The explosion of digital technology has created an undeniable shift in marketing budgets, with more dollars being spent on digital marketing, often at the expense of traditional direct marketing channels such as mail, print, and email (when did email become traditional direct marketing?). The ability to tie offline identities to online presences has enabled the proliferation of more targeted display advertising and search bid strategies.
However, the more things change, the more they seem to stay the same.
The initial explosion of programmatic buying of display focused on the marketer’s ability to deliver advertising across the open web and online publisher platforms with bid strategies based on inventory and data. What has changed is that a brand can now dictate more control over the "direct" marketing that takes place online. Predictive analytics is finally catching up to the digital advertising technology. Initially, "targeted display advertising" really meant using digital tools to target display ads to third-party online segments found in cookie pools. Currently, using the same sophisticated modeling approaches that dominated the offline world for years, digital marketers can now focus on building and targeting online audience segments that are more receptive to their specific products or services, based on their own first-party data. Instead of purchasing advertising focused on inventory (private exchange, remnant, etc.) or third-party data only (e.g., canned “Auto Insurance Intenders” segments), marketers can now build and upload their own customized audience segments to ad servers and DSPs.
Three things you can do immediately to create customized online audience targets to deliver digital marketing:
- use your first-party data!
- build predictive digital targeting models using first-, third-, and even second-party data
- evaluate third-party digital data as inputs in your models – not all digital audience source data are created equal
Using "traditional" but powerful analytic techniques based on your own data assets gives you much more precision to drive targeted messaging to prospects across the web that are more likely to buy. Moving beyond the basic purchasing of audience segments from various DSPs allows you to clarify the clutter of online targeting and increase your ROAS. Big data and the "digital data exhaust" provided by online prospects as they navigate the open web change the build approach, but predictive models — targeting customer "lookalikes," response propensity, or lifetime value — rely on the same statistical techniques and provide the same power they always have. Applying these "traditional" modeling techniques to digital and first-party data can enable companies within the insurance space to selectively place display advertising in front of online prospects who are most likely to quote life, P&C, or healthcare insurance products.

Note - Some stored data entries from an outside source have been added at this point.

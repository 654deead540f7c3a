//! Interface name validation and negotiation
//!
//! The kernel is authoritative for the final interface name. This module
//! validates caller-supplied names against the platform bound before any
//! system call is made, and reconciles them with the name the kernel
//! actually assigned.

use crate::error::{IfaceError, Result};
use std::fmt;

/// Maximum interface name length, excluding the trailing NUL (IFNAMSIZ - 1)
pub const MAX_NAME_LEN: usize = 15;

/// A validated interface name: non-empty, within the platform length
/// bound, and free of disallowed characters.
#[derive(Debug, Clone, PartialEq, Eq, Hash)]
pub struct InterfaceName(String);

impl InterfaceName {
    /// Validate a caller-supplied name.
    ///
    /// Rejects names that are empty, exceed [`MAX_NAME_LEN`], or contain
    /// NUL, `/`, whitespace, or control characters. Callers that want the
    /// kernel to pick a name should use [`validate_preferred`] instead.
    pub fn new(name: &str) -> Result<Self> {
        if name.is_empty() {
            return Err(IfaceError::InvalidName(
                "interface name cannot be empty".to_string(),
            ));
        }
        if name.len() > MAX_NAME_LEN {
            return Err(IfaceError::InvalidName(format!(
                "{name:?} exceeds the {MAX_NAME_LEN}-character limit"
            )));
        }
        if let Some(c) = name
            .chars()
            .find(|c| *c == '\0' || *c == '/' || c.is_whitespace() || c.is_control())
        {
            return Err(IfaceError::InvalidName(format!(
                "{name:?} contains disallowed character {c:?}"
            )));
        }

        Ok(Self(name.to_string()))
    }

    /// Borrow the name as a string slice
    pub fn as_str(&self) -> &str {
        &self.0
    }
}

impl fmt::Display for InterfaceName {
    fn fmt(&self, f: &mut fmt::Formatter<'_>) -> fmt::Result {
        f.write_str(&self.0)
    }
}

impl AsRef<str> for InterfaceName {
    fn as_ref(&self) -> &str {
        &self.0
    }
}

/// Validate an optional preferred name. Empty input is valid and means
/// "let the kernel assign".
pub fn validate_preferred(preferred: &str) -> Result<Option<InterfaceName>> {
    if preferred.is_empty() {
        return Ok(None);
    }
    InterfaceName::new(preferred).map(Some)
}

/// Reconcile the requested name with the name the kernel assigned.
///
/// If a name was requested, the kernel must have honored it exactly; a
/// mismatch indicates an unexpected rename and is surfaced as an error
/// rather than silently accepted. With no requested name, the kernel's
/// choice is accepted verbatim (it must still be well-formed).
pub fn reconcile(
    requested: Option<&InterfaceName>,
    kernel_assigned: &str,
) -> Result<InterfaceName> {
    let assigned = InterfaceName::new(kernel_assigned)?;
    match requested {
        Some(requested) if requested != &assigned => Err(IfaceError::UnexpectedRename {
            requested: requested.as_str().to_string(),
            assigned: assigned.as_str().to_string(),
        }),
        _ => Ok(assigned),
    }
}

Our role as agency partners is to help brands create targeted, connected, and synthesized marketing programs. Our role as digital analytic professionals is to move beyond canned, “off the shelf” online audience segments toward a more customized, powerful approach based on predictive analytics, using your own data assets.
The ability to leverage traditional hard-core modeling and advanced segmentation techniques into digital marketing is finally here. The exciting future of digital “direct” marketing is thus looking much more comfortable to a "traditional" analytics professional like me, who has spent years perfecting the art of using data assets and predictive, not descriptive, analytics to drive strategy. The past is prologue.